### [Action item]
Print all the entries exactly.

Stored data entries
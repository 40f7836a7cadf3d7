//! Hacker News search client: per-term result cache, pagination and local
//! dismissal, driven by a fetch controller that runs requests off the UI
//! thread.

pub mod cache;
pub mod config;
pub mod controller;
pub mod dismiss;
pub mod error;
pub mod hn_client;
pub mod models;
pub mod session;

pub use cache::QueryCache;
pub use config::Config;
pub use controller::{FetchController, LifetimeToken};
pub use error::{ConfigError, FetchError};
pub use hn_client::{HackerNewsClient, SearchBackend};
pub use models::{CacheEntry, Hit, PageResult, QueryKey};
pub use session::{needs_fetch, FetchOrigin, FetchRequest, KeyedError, Projection, SessionState};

### [Answer for this exercise]
repository 40f7836a7cadf3d7
//! Hacker News search client: per-term result cache, pagination and local
//! dismissal, driven by a fetch controller that runs requests off the UI
//! thread.

pub mod cache;
pub mod config;
pub mod controller;
pub mod dismiss;
pub mod error;
pub mod hn_client;
pub mod models;
pub mod session;

pub use cache::QueryCache;
pub use config::Config;
pub use controller::{FetchController, LifetimeToken};
pub use error::{ConfigError, FetchError};
pub use hn_client::{HackerNewsClient, SearchBackend};
pub use models::{CacheEntry, Hit, PageResult, QueryKey};
pub use session::{needs_fetch, FetchOrigin, FetchRequest, KeyedError, Projection, SessionState};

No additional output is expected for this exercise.